Papa Leão XIII | Veritatis Splendor |
PROVIDENTISSIMUS DEUS, DO PAPA LEÃO XIII
SOBRE OS
ESTUDOS BÍBLICOS
Veneráveis
irmãos, saúde e benção apostólica
30.
Passemos agora à aplicação destas considerações às ciências afins, e
nomeadamente á história. É para lamentar que muitos se exponham a grandes
fadigas no estudo dos monumentos arqueológicos, dos costumes e instituições dos
povos, e doutros assumptos análogos, mas não raro com o propósito de descobrir
erros nos Livros sagrados e enfraquecer a sua autoridade divina. Outros há que
se dedicam aos mesmos estudos, mas com animo exageradamente hostil e critério
apaixonado. Confiam nos livros humanos e nos documentos da antiguidade, como se
neles não poderá haver nem ténue sombra de erro, e negam crédito aos Livros da
sagrada Escritura á mais leve aparência do erro e sem o mais superficial exame.
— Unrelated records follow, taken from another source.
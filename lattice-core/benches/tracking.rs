//! Benchmarks for the dependency-tracking engine.
//!
//! These measure the cost the dep-diff algorithm (`effect::EffectInner::run`,
//! see source §4.5 "why bitfields?") is meant to amortize: re-running an
//! effect whose dependency set is stable should not scale with how many
//! other effects/refs exist in the program, and a conditional effect that
//! stops reading a branch should actually drop that dependency rather
//! than carry it forever.

use criterion::{criterion_group, criterion_main, black_box, BenchmarkId, Criterion};

use lattice_core::reactive::{computed, effect, reactive, reactive_ref, EffectOptions, RawObject};
use std::sync::Arc;

fn init_tracing() {
    let _ = tracing_subscriber::fmt()
        .with_max_level(tracing::Level::WARN)
        .try_init();
}

fn bench_ref_rerun(c: &mut Criterion) {
    init_tracing();
    let mut group = c.benchmark_group("ref_set_rerun_single_effect");
    let r = reactive_ref(0_i64);
    let r_clone = r.clone();
    let _runner = effect(
        move || {
            black_box(r_clone.get());
        },
        EffectOptions::default(),
    );
    group.bench_function("set", |b| {
        let mut v = 0_i64;
        b.iter(|| {
            v = v.wrapping_add(1);
            r.set(black_box(v));
        });
    });
    group.finish();
}

/// `n` independent effects each reading their own ref; writing one ref
/// should only re-run the one effect subscribed to it, so this should
/// stay roughly constant as `n` grows.
fn bench_fanout_independent_refs(c: &mut Criterion) {
    init_tracing();
    let mut group = c.benchmark_group("fanout_independent_refs_set_one");
    for &n in &[10_usize, 100, 1_000] {
        let refs: Vec<_> = (0..n).map(|i| reactive_ref(i as i64)).collect();
        let _runners: Vec<_> = refs
            .iter()
            .map(|r| {
                let r_clone = r.clone();
                effect(
                    move || {
                        black_box(r_clone.get());
                    },
                    EffectOptions::default(),
                )
            })
            .collect();
        group.bench_with_input(BenchmarkId::from_parameter(n), &n, |b, _| {
            let target = &refs[n / 2];
            let mut v = 0_i64;
            b.iter(|| {
                v = v.wrapping_add(1);
                target.set(black_box(v));
            });
        });
    }
    group.finish();
}

/// A single effect that reads one field of an object with a growing
/// number of unrelated fields; writing an unread field must not re-run
/// the effect, so iteration count is the thing under test, not timing
/// alone - run under `cargo bench` with `--verbose` to eyeball no-reruns.
fn bench_object_sibling_fields(c: &mut Criterion) {
    init_tracing();
    let mut group = c.benchmark_group("object_write_unwatched_sibling_field");
    for &n in &[10_usize, 100, 1_000] {
        let mut fields = indexmap::IndexMap::new();
        for i in 0..n {
            fields.insert(Arc::from(format!("field{i}").as_str()), 0_i64);
        }
        let obj = reactive(RawObject::new(fields));
        let obj_clone = obj.clone();
        let _runner = effect(
            move || {
                black_box(obj_clone.get("field0"));
            },
            EffectOptions::default(),
        );
        group.bench_with_input(BenchmarkId::from_parameter(n), &n, |b, _| {
            let sibling_key = format!("field{}", n - 1);
            let mut v = 0_i64;
            b.iter(|| {
                v = v.wrapping_add(1);
                obj.set(&sibling_key, black_box(v)).unwrap();
            });
        });
    }
    group.finish();
}

/// Chained computed values (`a -> b = computed(a) -> c = computed(b)`)
/// of increasing depth, reading the tail after writing the root. Lazy
/// invalidation means only a dirty flag should propagate eagerly; the
/// actual recompute chain only runs once, on the final `get`.
fn bench_computed_chain(c: &mut Criterion) {
    init_tracing();
    let mut group = c.benchmark_group("computed_chain_depth");
    for &depth in &[1_usize, 10, 50] {
        let root = reactive_ref(0_i64);
        let mut tail = {
            let root_clone = root.clone();
            computed(move || root_clone.get())
        };
        for _ in 1..depth {
            let prev = tail.clone();
            tail = computed(move || prev.get() + 1);
        }
        group.bench_with_input(BenchmarkId::from_parameter(depth), &depth, |b, _| {
            let mut v = 0_i64;
            b.iter(|| {
                v = v.wrapping_add(1);
                root.set(black_box(v));
                black_box(tail.get());
            });
        });
    }
    group.finish();
}

criterion_group!(
    benches,
    bench_ref_rerun,
    bench_fanout_independent_refs,
    bench_object_sibling_fields,
    bench_computed_chain
);
criterion_main!(benches);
Pode realmente admitir-se que nos códices escapassem algumas incorreções,
devidas á incúria dos copistas, mas isto deve ser maduramente considerado e só
admitido nos lugares onde o erro é evidente. Pode ainda admitir-se que seja
duvidosa a genuína lição dalgum lugar e para esclarecimento da qual são de
grande monta as regras duma boa hermenêutica, mas nunca será lícito ou
restringir a inspiração unicamente a algumas partes da sagrada escritura, ou
conceder que o autor sagrado errou. Também não pôde tolerar-se o expediente
daqueles que julgam desembaraçar-se de dificuldades, não hesitando em conceder
que só são divinamente inspirados os pontos de fé e de moral, porque
erradamente pensam que, quando se trata de apurar a verdade dum conceito, não
deve atender-se tanto ao que Deus disse como a razão por que o disse. E, na
verdade, foram escritos sob a inspiração do Espírito Santo todos os livros que
a Igreja recebeu como sagrados e canônicos, com todas as suas partes; ora é
impossível que na inspiração divina haja erro, visto como a mesma inspiração só
por si não somente exclui todo o erro, senão também que o exclui tão
necessariamente quanto necessariamente repugna que Deus, Verdade suma, seja
autor de erro algum.
31. Esta
é a antiga e constante crença da Igreja, solenemente definida nos Concílios de
Florença e Trento, confirmada e mais desenvolvidamente declarada no Concilio
Vaticano, neste decreto peremptório: — Devem ser recebidos como sagrados e
canônicos todos os livros do Velho e Novo Testamento, com todas as suas partes,
consoante vêm referidos no decreto do mesmo Concilio (tridentino) e como se
contém na antiga edição latina da Vulgata. A Igreja tem estes livros como
sagrados e canônicos, não porque fossem compostos só por indústria humana e
depois aprovados pela sua autoridade, nem ainda somente porque contém doutrina
revelada e verdadeira, mas porque, escritos sob o fluxo do Espírito Santo, têm
a Deus como autor. Nem se diga que o Espírito Santo se serviu de homens como de
instrumentos para escrever, e que, por isso, os erros que porventura haja nas
Escrituras se devem atribuir não a Deus, autor primário dos Livros santos, mas
aos hagiógrafos. De feito, assim como o Espírito Santo excitou e moveu os
autores sagrados a escrever, assim também lhes assistiu de modo que só
escreveram, com pura intenção, fielmente e com verdade infalível, tudo o que
lhes ordenou que escrevessem e só isso, aliás não seria Deus o autor de toda a
Escritura sagrada. Este foi o sentir constante dos Santos Padres. “Pois que os
hagiógrafos, diz Santo Agostinho, só escreveram o que o Espírito Santo lhes
inspirou, nunca se pôde dizer que não foi Ele quem escreveu: os escritores
sagrados, como membros, só escreveram o que a cabeça lhes ditava”. E S.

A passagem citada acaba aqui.